WHAT NEEDS TO BE DONE >>
Return each line of the data below that contains the string "Deserialize".

DATASET RECORDS >>
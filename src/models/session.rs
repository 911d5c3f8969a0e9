// SPDX-License-Identifier: MIT
// Copyright 2026 Roland Dreier <roland@rolandd.dev>

//! Session record backing an issued bearer token.

use serde::{Deserialize, Serialize};

/// Session stored in the `sessions` collection.
///
/// Keyed by the SHA-256 digest of the token; the raw token is never stored.
#[derive(Debug, Clone, PartialEq, Serialize, Deserialize)]
pub struct Session {
    /// Hex SHA-256 of the bearer token (also used as document ID)
    pub token_digest: String,
    /// Owning user
    pub user_id: String,
    /// When the token was issued (RFC3339)
    pub created_at: String,
    /// When the token stops resolving (RFC3339), if it expires at all
    #[serde(default)]
    pub expires_at: Option<String>,
}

OUTPUT FOR THIS EXERCISE >>
use serde::{Deserialize, Serialize};
#[derive(Debug, Clone, PartialEq, Serialize, Deserialize)]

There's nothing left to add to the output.